A curious streak of pain lashed through his chest at the desperate plea in Mrs. Lovett's cry. He couldn't recall a feeling like this from ever before, not even from that dreadful day she had told him about Lucy's fate. His mind had been in a crazed haze that day, overwhelmed by everything coming back to him upon his return to London. There were no sombre memories or heart-wrenching regrets to hide behind now that the violated creature was sitting right there, shivering with anguish and fear. It came to him from somewhere far in the back of his head that it was not for her own sake that she was frightened at this moment, if not only for being robbed of his presence in the house, should he fall into the hands of the authorities.

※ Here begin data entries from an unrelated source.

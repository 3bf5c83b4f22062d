use serde::{Deserialize, Serialize};
use std::fmt;

/// A call participant. The id is the identity; display fields may change.
#[derive(Serialize, Deserialize, Debug, Clone, Default, PartialEq, Eq)]
pub struct Participant {
    #[serde(rename = "id", default, skip_serializing_if = "String::is_empty")]
    pub id: String,
    #[serde(rename = "login", default, skip_serializing_if = "Option::is_none")]
    pub user_name: Option<String>,
    #[serde(rename = "firstName", default, skip_serializing_if = "Option::is_none")]
    pub first_name: Option<String>,
    #[serde(rename = "lastName", default, skip_serializing_if = "Option::is_none")]
    pub last_name: Option<String>,
    #[serde(default, skip_serializing_if = "Option::is_none")]
    pub initials: Option<String>,
    #[serde(default, skip_serializing_if = "Option::is_none")]
    pub avatar: Option<String>,
    #[serde(default, skip_serializing_if = "Option::is_none")]
    pub email: Option<String>,
}

impl Participant {
    pub fn new(id: impl Into<String>) -> Self {
        Self {
            id: id.into(),
            ..Default::default()
        }
    }

    pub fn with_user_name(mut self, name: impl Into<String>) -> Self {
        self.user_name = Some(name.into());
        self
    }

    /// Name shown next to the participant's video.
    pub fn display_name(&self) -> String {
        if let Some(name) = self.user_name.as_deref().filter(|n| !n.is_empty()) {
            return name.to_owned();
        }
        match (self.first_name.as_deref(), self.last_name.as_deref()) {
            (Some(first), Some(last)) => format!("{first} {last}"),
            (Some(first), None) => first.to_owned(),
            (None, Some(last)) => last.to_owned(),
            (None, None) => String::new(),
        }
    }
}

/// ICE candidate as exchanged through signaling.
#[derive(Serialize, Deserialize, Debug, Clone, PartialEq, Eq)]
pub struct IceCandidate {
    pub candidate: String,
    pub sdp_mid: Option<String>,
    pub sdp_mline_index: Option<u16>,
}

/// STUN/TURN server entry, as returned by the TURN credentials endpoint.
#[derive(Serialize, Deserialize, Debug, Clone, PartialEq, Eq)]
pub struct IceServer {
    #[serde(rename = "uris")]
    pub urls: Vec<String>,
    #[serde(default)]
    pub username: String,
    #[serde(rename = "password", default)]
    pub credential: String,
    #[serde(default)]
    pub ttl: u64,
}

impl IceServer {
    pub fn stun(url: impl Into<String>) -> Self {
        Self {
            urls: vec![url.into()],
            username: String::new(),
            credential: String::new(),
            ttl: 0,
        }
    }
}

#[derive(Serialize, Deserialize, Debug, Clone, Copy, PartialEq, Eq, Hash)]
#[serde(rename_all = "lowercase")]
pub enum MediaKind {
    Audio,
    Video,
}

impl MediaKind {
    pub fn as_str(self) -> &'static str {
        match self {
            Self::Audio => "audio",
            Self::Video => "video",
        }
    }

    pub fn parse(raw: &str) -> Option<Self> {
        match raw {
            "audio" => Some(Self::Audio),
            "video" => Some(Self::Video),
            _ => None,
        }
    }
}

impl fmt::Display for MediaKind {
    fn fmt(&self, f: &mut fmt::Formatter<'_>) -> fmt::Result {
        f.write_str(self.as_str())
    }
}

/// Per-participant audio/video flags. Display only; never drives negotiation.
#[derive(Debug, Clone, Copy, Default, PartialEq, Eq)]
pub struct MediaStatus {
    pub audio: Option<bool>,
    pub video: Option<bool>,
}

impl MediaStatus {
    pub fn set(&mut self, kind: MediaKind, enabled: bool) {
        match kind {
            MediaKind::Audio => self.audio = Some(enabled),
            MediaKind::Video => self.video = Some(enabled),
        }
    }

    pub fn get(&self, kind: MediaKind) -> Option<bool> {
        match kind {
            MediaKind::Audio => self.audio,
            MediaKind::Video => self.video,
        }
    }
}

/// Opaque reference to a media track owned by the transport layer.
#[derive(Debug, Clone, PartialEq, Eq, Hash)]
pub struct TrackHandle {
    pub id: String,
    pub kind: MediaKind,
}

/// Local capture tracks and their enable flags.
#[derive(Debug, Clone, PartialEq, Eq)]
pub struct LocalMedia {
    pub stream_id: String,
    pub audio: Option<TrackHandle>,
    pub video: Option<TrackHandle>,
    pub audio_enabled: bool,
    pub video_enabled: bool,
}

impl LocalMedia {
    pub fn track(&self, kind: MediaKind) -> Option<&TrackHandle> {
        match kind {
            MediaKind::Audio => self.audio.as_ref(),
            MediaKind::Video => self.video.as_ref(),
        }
    }

    pub fn tracks(&self) -> impl Iterator<Item = &TrackHandle> {
        self.audio.iter().chain(self.video.iter())
    }

    pub fn is_enabled(&self, kind: MediaKind) -> bool {
        match kind {
            MediaKind::Audio => self.audio_enabled,
            MediaKind::Video => self.video_enabled,
        }
    }

    pub fn set_enabled(&mut self, kind: MediaKind, enabled: bool) {
        match kind {
            MediaKind::Audio => self.audio_enabled = enabled,
            MediaKind::Video => self.video_enabled = enabled,
        }
    }
}

/// Transport-level connection state.
#[derive(Debug, Clone, Copy, PartialEq, Eq)]
pub enum ConnectionState {
    New,
    Connecting,
    Connected,
    Disconnected,
    Failed,
    Closed,
}

impl ConnectionState {
    /// A session in this state still counts as an active subscription.
    pub fn is_live(self) -> bool {
        !matches!(self, Self::Failed | Self::Closed)
    }
}

/// Room record returned by the rooms API.
#[derive(Serialize, Deserialize, Debug, Clone, Default)]
#[serde(rename_all = "camelCase", default)]
pub struct Room {
    pub id: String,
    pub uuid: String,
    pub user_login: Option<String>,
    pub session_id: Option<String>,
    pub creator_token: Option<String>,
    pub permanent: bool,
    pub ttl: u64,
    pub record: bool,
    pub created_at: Option<String>,
    pub updated_at: Option<String>,
}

He turned back slowly, daring himself to look up into the wide watery eyes that had fastened upon him. Sweeney let his fists uncurl as he stepped up to Mrs. Lovett again, answering her apprehensive expression with a serious face he knew not a soul could read. When he'd stopped in front of the woman, he bent down a little and reached out with courteous care for Mrs. Lovett's arms. Moving cautiously, he hoped he would not alarm her again as he gently pulled her up to a standing position. Mrs. Lovett obeyed timidly, her eyes locked with his piercing dark ones.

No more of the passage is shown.